- [Assignment] The required output is the line with "Ok(resp.json().await?)" and each line that follows it to the end of the entries below, copied exactly and with nothing added.

*** Records to process Section Begins ***

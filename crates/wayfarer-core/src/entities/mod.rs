//! Entity structs for all Wayfarer domain objects.
//!
//! Stored records ([`Client`], [`Itinerary`]) and the weather and recommendation
//! types embedded in or returned alongside them. All structs use camelCase on
//! the wire and derive `JsonSchema` for schema validation in tests.

mod client;
mod form;
mod itinerary;
mod recommendation;
mod weather;

pub use client::{Client, LoyaltyMembership};
pub use itinerary::{Activities, DailyPlan, Itinerary, PlanWeather};
pub use recommendation::{DayRecommendation, RecommendationResult, WeatherContext};
pub use weather::{Forecast, ForecastDay, WeatherSnapshot};
//! Chat-completion API client.

use serde::{Deserialize, Serialize};
use wayfarer_config::AiConfig;

use crate::error::UpstreamError;
use crate::http::{build_client, check_response};

const SERVICE: &str = "ai";

#[derive(Debug, Clone, Serialize, Deserialize, PartialEq, Eq)]
pub struct ChatMessage {
    pub role: String,
    pub content: String,
}

impl ChatMessage {
    #[must_use]
    pub fn system(content: impl Into<String>) -> Self {
        Self {
            role: "system".to_string(),
            content: content.into(),
        }
    }

    #[must_use]
    pub fn user(content: impl Into<String>) -> Self {
        Self {
            role: "user".to_string(),
            content: content.into(),
        }
    }
}

#[derive(Serialize)]
struct ChatRequest<'a> {
    model: &'a str,
    messages: &'a [ChatMessage],
    max_tokens: u32,
    temperature: f32,
}

#[derive(Deserialize)]
struct ChatResponse {
    #[serde(default)]
    choices: Vec<Choice>,
}

#[derive(Deserialize)]
struct Choice {
    message: Option<ChoiceMessage>,
}

#[derive(Deserialize)]
struct ChoiceMessage {
    content: Option<String>,
}

impl ChatResponse {
    fn into_text(self) -> Result<String, UpstreamError> {
        self.choices
            .into_iter()
            .next()
            .and_then(|choice| choice.message)
            .and_then(|message| message.content)
            .filter(|content| !content.trim().is_empty())
            .ok_or(UpstreamError::EmptyResponse)
    }
}

/// HTTP client for an OpenAI-compatible `/chat/completions` endpoint.
///
/// Model, temperature, and token limit are fixed per client; each call sends
/// one system and one user message and returns the first choice's text.
#[derive(Debug, Clone)]
pub struct ChatClient {
    http: reqwest::Client,
    api_key: String,
    endpoint: String,
    model: String,
    temperature: f32,
    max_tokens: u32,
}

impl ChatClient {
    /// Create a chat client from configuration.
    ///
    /// # Errors
    ///
    /// Returns [`UpstreamError::Http`] if the underlying client fails to build.
    pub fn new(config: &AiConfig) -> Result<Self, UpstreamError> {
        Ok(Self {
            http: build_client(config.timeout_secs)?,
            api_key: config.api_key.trim().to_string(),
            endpoint: format!("{}/chat/completions", config.base_url.trim_end_matches('/')),
            model: config.model.clone(),
            temperature: config.temperature,
            max_tokens: config.max_tokens,
        })
    }

    #[must_use]
    pub fn is_configured(&self) -> bool {
        !self.api_key.is_empty()
    }

    /// Send a system + user prompt pair and return the completion text.
    ///
    /// # Errors
    ///
    /// Returns [`UpstreamError::NotConfigured`] without a key,
    /// [`UpstreamError::RateLimited`] on 429, [`UpstreamError::Unauthorized`] on
    /// 401, [`UpstreamError::EmptyResponse`] when no text comes back, and
    /// transport or parse errors otherwise.
    pub async fn complete(&self, system: &str, user: &str) -> Result<String, UpstreamError> {
        if !self.is_configured() {
            return Err(UpstreamError::NotConfigured { service: SERVICE });
        }

        let messages = [ChatMessage::system(system), ChatMessage::user(user)];
        let body = ChatRequest {
            model: &self.model,
            messages: &messages,
            max_tokens: self.max_tokens,
            temperature: self.temperature,
        };
        tracing::debug!(
            model = %self.model,
            prompt_chars = user.len(),
            "requesting chat completion"
        );

        let resp = self
            .http
            .post(&self.endpoint)
            .bearer_auth(&self.api_key)
            .json(&body)
            .send()
            .await?;
        let resp = check_response(resp).await?;
        let data: ChatResponse = resp.json().await?;
        let text = data.into_text()?;
        tracing::debug!(completion_chars = text.len(), "chat completion received");
        Ok(text)
    }
}
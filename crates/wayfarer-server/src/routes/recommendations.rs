//! AI recommendation routes.
//!
//! Both routes answer 200 with an envelope once the request itself is valid;
//! a failed model call shows up as `success: false` with fallback data.

use axum::extract::State;
use axum::routing::post;
use axum::{Json, Router};
use chrono::Utc;
use serde_json::Value;
use wayfarer_core::entities::{RecommendationResult, WeatherContext};
use wayfarer_core::responses::RecommendationEnvelope;
use wayfarer_recommend::UserPreferences;

use super::{AI_RECOMMENDATIONS_PATH, EXPLORE_DESTINATION_PATH};
use crate::error::ApiError;
use crate::state::AppState;

pub fn routes() -> Router<AppState> {
    Router::new()
        .route(AI_RECOMMENDATIONS_PATH, post(ai_recommendations))
        .route(EXPLORE_DESTINATION_PATH, post(explore_destination))
}

fn envelope(data: RecommendationResult) -> Json<RecommendationEnvelope> {
    Json(RecommendationEnvelope {
        success: data.success,
        data,
        timestamp: Utc::now(),
    })
}

fn weather_context(body: &Value) -> Result<WeatherContext, ApiError> {
    let weather = body
        .get("weatherData")
        .filter(|w| w.get("days").is_some_and(Value::is_array))
        .ok_or_else(|| ApiError::bad_request("Weather data is required"))?;
    serde_json::from_value(weather.clone())
        .map_err(|e| ApiError::bad_request(format!("Invalid weather data: {e}")))
}

fn user_preferences(body: &Value) -> Result<UserPreferences, ApiError> {
    match body.get("userPreferences") {
        None | Some(Value::Null) => Ok(UserPreferences::default()),
        Some(prefs) => serde_json::from_value(prefs.clone())
            .map_err(|e| ApiError::bad_request(format!("Invalid user preferences: {e}"))),
    }
}

async fn ai_recommendations(
    State(state): State<AppState>,
    Json(body): Json<Value>,
) -> Result<Json<RecommendationEnvelope>, ApiError> {
    let context = weather_context(&body)?;
    let preferences = user_preferences(&body)?;

    let result = state
        .recommender
        .recommend_or_fallback(&context, preferences)
        .await;
    Ok(envelope(result))
}

async fn explore_destination(
    State(state): State<AppState>,
    Json(body): Json<Value>,
) -> Result<Json<RecommendationEnvelope>, ApiError> {
    let destination = body
        .get("destination")
        .and_then(Value::as_str)
        .map(str::trim)
        .filter(|d| !d.is_empty())
        .ok_or_else(|| ApiError::bad_request("Destination is required"))?;
    let time_of_year = body
        .get("timeOfYear")
        .and_then(Value::as_str)
        .map(str::to_string);

    let result = state.recommender.explore(destination, time_of_year).await;
    Ok(envelope(result))
}
//! Traveler preferences sent alongside a recommendation request.

use serde::{Deserialize, Deserializer, Serialize};
use wayfarer_core::enums::ExplorationType;

pub const ACTIVITY_TYPES: &[&str] = &[
    "outdoor",
    "indoor",
    "cultural",
    "adventure",
    "relaxation",
    "food",
    "sports",
    "entertainment",
    "shopping",
    "nature",
];

pub const GROUP_SIZES: &[&str] = &["solo", "couple", "small group", "large group", "family"];

pub const BUDGETS: &[&str] = &["low", "medium", "high"];

pub const MOBILITY_LEVELS: &[&str] = &["limited", "normal", "high"];

pub const DEFAULT_GROUP_SIZE: &str = "solo";
pub const DEFAULT_BUDGET: &str = "medium";
pub const DEFAULT_MOBILITY: &str = "normal";
pub const DEFAULT_TRIP_TYPE: &str = "leisure";

/// Preferences as the frontend sends them.
///
/// Every field is optional on the wire and `null` reads as absent. Values are
/// not checked on deserialization; call [`UserPreferences::normalized`] before
/// building a prompt.
#[derive(Debug, Clone, PartialEq, Eq, Serialize, Deserialize)]
#[serde(rename_all = "camelCase", default)]
pub struct UserPreferences {
    pub exploration_type: ExplorationType,
    #[serde(deserialize_with = "null_as_default")]
    pub time_of_year: Option<String>,
    #[serde(deserialize_with = "null_as_default")]
    pub activity_types: Vec<String>,
    #[serde(deserialize_with = "null_as_default")]
    pub group_size: String,
    #[serde(deserialize_with = "null_as_default")]
    pub budget: String,
    #[serde(deserialize_with = "null_as_default")]
    pub mobility: String,
    #[serde(deserialize_with = "null_as_default")]
    pub trip_type: String,
    #[serde(deserialize_with = "null_as_default")]
    pub client_preferences: Option<String>,
    #[serde(deserialize_with = "null_as_default")]
    pub additional_notes: Option<String>,
    #[serde(deserialize_with = "null_as_default")]
    pub interests: Vec<String>,
}

impl Default for UserPreferences {
    fn default() -> Self {
        Self {
            exploration_type: ExplorationType::default(),
            time_of_year: None,
            activity_types: Vec::new(),
            group_size: DEFAULT_GROUP_SIZE.to_string(),
            budget: DEFAULT_BUDGET.to_string(),
            mobility: DEFAULT_MOBILITY.to_string(),
            trip_type: DEFAULT_TRIP_TYPE.to_string(),
            client_preferences: None,
            additional_notes: None,
            interests: Vec::new(),
        }
    }
}

fn null_as_default<'de, D, T>(deserializer: D) -> Result<T, D::Error>
where
    D: Deserializer<'de>,
    T: Deserialize<'de> + Default,
{
    Ok(Option::<T>::deserialize(deserializer)?.unwrap_or_default())
}

fn one_of(value: &str, allowed: &[&str], default: &str) -> String {
    if allowed.contains(&value) {
        value.to_string()
    } else {
        default.to_string()
    }
}

fn non_blank(value: Option<String>) -> Option<String> {
    value.filter(|v| !v.trim().is_empty())
}

impl UserPreferences {
    /// Preferences for a destination overview, optionally for a season.
    #[must_use]
    pub fn overview(time_of_year: Option<String>) -> Self {
        Self {
            exploration_type: ExplorationType::DestinationOverview,
            time_of_year: non_blank(time_of_year),
            ..Self::default()
        }
    }

    /// Drop unknown activity types and reset out-of-range choices to their
    /// defaults. Blank free-text fields become absent.
    #[must_use]
    pub fn normalized(self) -> Self {
        let activity_types = self
            .activity_types
            .into_iter()
            .filter(|kind| ACTIVITY_TYPES.contains(&kind.as_str()))
            .collect();
        let trip_type = if self.trip_type.trim().is_empty() {
            DEFAULT_TRIP_TYPE.to_string()
        } else {
            self.trip_type
        };

        Self {
            exploration_type: self.exploration_type,
            time_of_year: non_blank(self.time_of_year),
            activity_types,
            group_size: one_of(&self.group_size, GROUP_SIZES, DEFAULT_GROUP_SIZE),
            budget: one_of(&self.budget, BUDGETS, DEFAULT_BUDGET),
            mobility: one_of(&self.mobility, MOBILITY_LEVELS, DEFAULT_MOBILITY),
            trip_type,
            client_preferences: non_blank(self.client_preferences),
            additional_notes: non_blank(self.additional_notes),
            interests: self.interests,
        }
    }

    /// Whether anything beyond the defaults is worth telling the model.
    #[must_use]
    pub fn has_trip_details(&self) -> bool {
        self.group_size != DEFAULT_GROUP_SIZE
            || self.budget != DEFAULT_BUDGET
            || !self.activity_types.is_empty()
            || self.client_preferences.is_some()
            || self.additional_notes.is_some()
    }
}
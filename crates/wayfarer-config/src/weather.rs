//! Visual Crossing weather provider configuration.

use serde::{Deserialize, Serialize};

/// Timeline API root; location and dates are appended as path segments.
pub const DEFAULT_WEATHER_BASE_URL: &str =
    "https://weather.visualcrossing.com/VisualCrossingWebServices/rest/services/timeline";

fn default_base_url() -> String {
    DEFAULT_WEATHER_BASE_URL.to_string()
}

fn default_unit_group() -> String {
    "us".to_string()
}

/// Default request timeout in seconds.
const fn default_timeout_secs() -> u64 {
    10
}

#[derive(Debug, Clone, Deserialize, Serialize)]
pub struct WeatherConfig {
    /// Provider API key. Also read from `VISUAL_CROSSING_API_KEY`.
    #[serde(default)]
    pub api_key: String,

    #[serde(default = "default_base_url")]
    pub base_url: String,

    /// Provider unit system. Prompt text and activity advice assume `us`.
    #[serde(default = "default_unit_group")]
    pub unit_group: String,

    #[serde(default = "default_timeout_secs")]
    pub timeout_secs: u64,
}

impl Default for WeatherConfig {
    fn default() -> Self {
        Self {
            api_key: String::new(),
            base_url: default_base_url(),
            unit_group: default_unit_group(),
            timeout_secs: default_timeout_secs(),
        }
    }
}

impl WeatherConfig {
    /// Check if an API key is present.
    pub fn is_configured(&self) -> bool {
        !self.api_key.trim().is_empty()
    }
}

#[cfg(test)]
mod tests {
    use super::*;

    #[test]
    fn default_is_not_configured() {
        let config = WeatherConfig::default();
        assert!(!config.is_configured());
        assert_eq!(config.base_url, DEFAULT_WEATHER_BASE_URL);
        assert_eq!(config.unit_group, "us");
        assert_eq!(config.timeout_secs, 10);
    }

    #[test]
    fn whitespace_key_is_not_configured() {
        let config = WeatherConfig {
            api_key: "   ".into(),
            ..Default::default()
        };
        assert!(!config.is_configured());
    }
}
//! Chat prompts for the two recommendation templates.

use std::fmt::Write;

use wayfarer_core::entities::{ForecastDay, WeatherContext};
use wayfarer_core::enums::ExplorationType;

use crate::preferences::{DEFAULT_BUDGET, DEFAULT_GROUP_SIZE, UserPreferences};

const OVERVIEW_SYSTEM: &str = "You are an experienced travel guide. Give practical information about \
destinations: top attractions, activities, culture, food, neighborhoods, transportation, and budget \
tips. Be inspiring but concise.";

const DETAILED_SYSTEM: &str = "You are an experienced travel guide. Give detailed, practical \
recommendations that account for the weather, traveler preferences, budget, and group needs. \
Prioritize safety and cultural sensitivity.";

const JSON_INSTRUCTIONS: &str = r#"Please provide specific recommendations for each day including activities, dining, and weather considerations.

Format as JSON:
{
  "days": [
    {
      "dayNumber": 1,
      "date": "YYYY-MM-DD",
      "overallRecommendation": "brief summary",
      "morningActivities": ["activity 1", "activity 2"],
      "afternoonActivities": ["activity 1", "activity 2"],
      "eveningActivities": ["activity 1", "activity 2"],
      "diningRecommendations": ["restaurant 1", "restaurant 2"]
    }
  ],
  "generalTips": ["tip 1", "tip 2"]
}"#;

const PLAIN_INSTRUCTIONS: &str = "Please provide destination recommendations including attractions, \
activities, dining, and cultural experiences.";

#[must_use]
pub const fn system_prompt(exploration: ExplorationType) -> &'static str {
    match exploration {
        ExplorationType::DestinationOverview => OVERVIEW_SYSTEM,
        ExplorationType::DetailedItinerary => DETAILED_SYSTEM,
    }
}

/// Build the user message for `context` under the template `prefs` selects.
///
/// `prefs` is expected to be normalized already.
#[must_use]
pub fn build_prompt(context: &WeatherContext, prefs: &UserPreferences) -> String {
    match prefs.exploration_type {
        ExplorationType::DestinationOverview => {
            overview_prompt(&context.location, prefs.time_of_year.as_deref())
        }
        ExplorationType::DetailedItinerary => detailed_prompt(context, prefs),
    }
}

fn overview_prompt(location: &str, time_of_year: Option<&str>) -> String {
    let mut prompt = format!("Tell me about visiting {location}");
    if let Some(season) = time_of_year {
        let _ = write!(prompt, " in {season}");
    }
    prompt.push_str(".\n\nI want to know about:\n");
    prompt.push_str("- Top attractions and must-see places\n");
    prompt.push_str("- Activities and experiences\n");
    prompt.push_str("- Local culture and food\n");
    prompt.push_str("- The best neighborhoods\n");
    if let Some(season) = time_of_year {
        let _ = writeln!(prompt, "- What is special about {season}");
        let _ = writeln!(prompt, "- Typical weather in {season}");
    }
    prompt.push_str("- Local customs\n");
    prompt.push_str("- Getting around\n");
    prompt.push_str("- Budget options\n");
    prompt.push_str("- Hidden gems\n\n");
    prompt.push_str("Write an engaging overview in a conversational tone.");
    prompt
}

fn detailed_prompt(context: &WeatherContext, prefs: &UserPreferences) -> String {
    let mut prompt = format!(
        "Planning a {} trip to {}.\n\n",
        prefs.trip_type, context.location
    );

    if !context.days.is_empty() {
        prompt.push_str("Weather forecast:\n");
        for (index, day) in context.days.iter().enumerate() {
            prompt.push_str(&forecast_line(index + 1, day));
            prompt.push('\n');
        }
        prompt.push('\n');
    }

    if prefs.has_trip_details() {
        prompt.push_str("Trip details:\n");
        if prefs.group_size != DEFAULT_GROUP_SIZE {
            let _ = writeln!(prompt, "- Group size: {}", prefs.group_size);
        }
        if prefs.budget != DEFAULT_BUDGET {
            let _ = writeln!(prompt, "- Budget level: {}", prefs.budget);
        }
        if !prefs.activity_types.is_empty() {
            let _ = writeln!(
                prompt,
                "- Preferred activities: {}",
                prefs.activity_types.join(", ")
            );
        }
        if let Some(notes) = &prefs.client_preferences {
            let _ = writeln!(prompt, "- Client notes: {notes}");
        }
        if let Some(notes) = &prefs.additional_notes {
            let _ = writeln!(prompt, "- Additional notes: {notes}");
        }
        prompt.push('\n');
    }

    if context.days.is_empty() {
        prompt.push_str(PLAIN_INSTRUCTIONS);
    } else {
        prompt.push_str(JSON_INSTRUCTIONS);
    }
    prompt
}

/// `Day N (date): temp°F, conditions[, humidity% humidity][, wind mph wind]`
///
/// Zero humidity and zero wind are left out, like missing values.
fn forecast_line(number: usize, day: &ForecastDay) -> String {
    let temp = day
        .temp
        .map_or_else(|| "n/a".to_string(), |t| format!("{t}°F"));
    let conditions = day.conditions.as_deref().unwrap_or("conditions unknown");
    let mut line = format!("Day {number} ({}): {temp}, {conditions}", day.date);
    if let Some(humidity) = day.humidity.filter(|h| *h != 0.0) {
        let _ = write!(line, ", {humidity}% humidity");
    }
    if let Some(wind) = day.windspeed.filter(|w| *w != 0.0) {
        let _ = write!(line, ", {wind} mph wind");
    }
    line
}
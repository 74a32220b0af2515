//! Visual Crossing timeline API client.

use chrono::NaiveDate;
use serde::Deserialize;
use serde_json::{Map, Value};
use wayfarer_config::WeatherConfig;
use wayfarer_core::entities::{Forecast, ForecastDay};
use wayfarer_core::planning::DateRange;

use crate::error::UpstreamError;
use crate::http::{build_client, check_response};

/// Daily elements requested for forecasts.
pub const FORECAST_ELEMENTS: &str =
    "datetime,tempmax,tempmin,temp,conditions,description,humidity,windspeed,visibility,uvindex,icon";

/// Elements requested for current conditions.
pub const CURRENT_ELEMENTS: &str =
    "datetime,temp,conditions,description,humidity,windspeed,visibility,uvindex,icon";

const SERVICE: &str = "weather";

#[derive(Deserialize)]
struct Timeline {
    #[serde(default)]
    days: Vec<TimelineDay>,
    #[serde(flatten)]
    extra: Map<String, Value>,
}

#[derive(Deserialize)]
struct TimelineDay {
    datetime: NaiveDate,
    temp: Option<f64>,
    tempmax: Option<f64>,
    tempmin: Option<f64>,
    conditions: Option<String>,
    description: Option<String>,
    humidity: Option<f64>,
    windspeed: Option<f64>,
    visibility: Option<f64>,
    uvindex: Option<f64>,
    icon: Option<String>,
}

impl From<TimelineDay> for ForecastDay {
    fn from(day: TimelineDay) -> Self {
        Self {
            date: day.datetime,
            temp: day.temp,
            tempmax: day.tempmax,
            tempmin: day.tempmin,
            conditions: day.conditions,
            description: day.description,
            humidity: day.humidity,
            windspeed: day.windspeed,
            visibility: day.visibility,
            uvindex: day.uvindex,
            icon: day.icon,
        }
    }
}

impl From<Timeline> for Forecast {
    fn from(timeline: Timeline) -> Self {
        Self {
            days: timeline.days.into_iter().map(ForecastDay::from).collect(),
            extra: timeline.extra,
        }
    }
}

/// HTTP client for the weather provider.
///
/// Every call is a fresh upstream request: nothing is cached or retried.
#[derive(Debug, Clone)]
pub struct WeatherClient {
    http: reqwest::Client,
    api_key: String,
    base_url: String,
    unit_group: String,
}

impl WeatherClient {
    /// Create a weather client from configuration.
    ///
    /// A missing API key is not an error here; requests fail with
    /// [`UpstreamError::NotConfigured`] instead.
    ///
    /// # Errors
    ///
    /// Returns [`UpstreamError::Http`] if the underlying client fails to build.
    pub fn new(config: &WeatherConfig) -> Result<Self, UpstreamError> {
        Ok(Self {
            http: build_client(config.timeout_secs)?,
            api_key: config.api_key.trim().to_string(),
            base_url: config.base_url.trim_end_matches('/').to_string(),
            unit_group: config.unit_group.clone(),
        })
    }

    #[must_use]
    pub fn is_configured(&self) -> bool {
        !self.api_key.is_empty()
    }

    /// Fetch the daily forecast for `location` over `range`.
    ///
    /// Days are reshaped into [`ForecastDay`] records; every other top-level
    /// field of the provider response is passed through untouched.
    ///
    /// # Errors
    ///
    /// Returns [`UpstreamError`] if no key is configured, the request fails,
    /// the provider returns a non-success status, or the body cannot be parsed.
    pub async fn forecast(
        &self,
        location: &str,
        range: DateRange,
    ) -> Result<Forecast, UpstreamError> {
        self.ensure_configured()?;
        let url = format!(
            "{}/{}/{}/{}?key={}&unitGroup={}&include=days&elements={FORECAST_ELEMENTS}",
            self.base_url,
            urlencoding::encode(location),
            range.start(),
            range.end(),
            urlencoding::encode(&self.api_key),
            urlencoding::encode(&self.unit_group),
        );
        tracing::debug!(
            location,
            start = %range.start(),
            end = %range.end(),
            "requesting weather forecast"
        );

        let resp = check_response(self.http.get(&url).send().await?).await?;
        let timeline: Timeline = resp.json().await?;
        let forecast = Forecast::from(timeline);
        tracing::debug!(location, days = forecast.days.len(), "weather forecast received");
        Ok(forecast)
    }

    /// Fetch today's current conditions for `location`, returned as the
    /// provider sent them.
    ///
    /// # Errors
    ///
    /// Returns [`UpstreamError`] under the same conditions as [`Self::forecast`].
    pub async fn current(&self, location: &str) -> Result<Value, UpstreamError> {
        self.ensure_configured()?;
        let url = format!(
            "{}/{}/today?key={}&unitGroup={}&include=current&elements={CURRENT_ELEMENTS}",
            self.base_url,
            urlencoding::encode(location),
            urlencoding::encode(&self.api_key),
            urlencoding::encode(&self.unit_group),
        );
        tracing::debug!(location, "requesting current weather");

        let resp = check_response(self.http.get(&url).send().await?).await?;
        Ok(resp.json().await?)
    }

    fn ensure_configured(&self) -> Result<(), UpstreamError> {
        if self.is_configured() {
            Ok(())
        } else {
            Err(UpstreamError::NotConfigured { service: SERVICE })
        }
    }
}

*** Records to process Section Ends ***

- [Written solution]
        Ok(resp.json().await?)
    }

    fn ensure_configured(&self) -> Result<(), UpstreamError> {
        if self.is_configured() {
            Ok(())
        } else {
            Err(UpstreamError::NotConfigured { service: SERVICE })
        }
    }
}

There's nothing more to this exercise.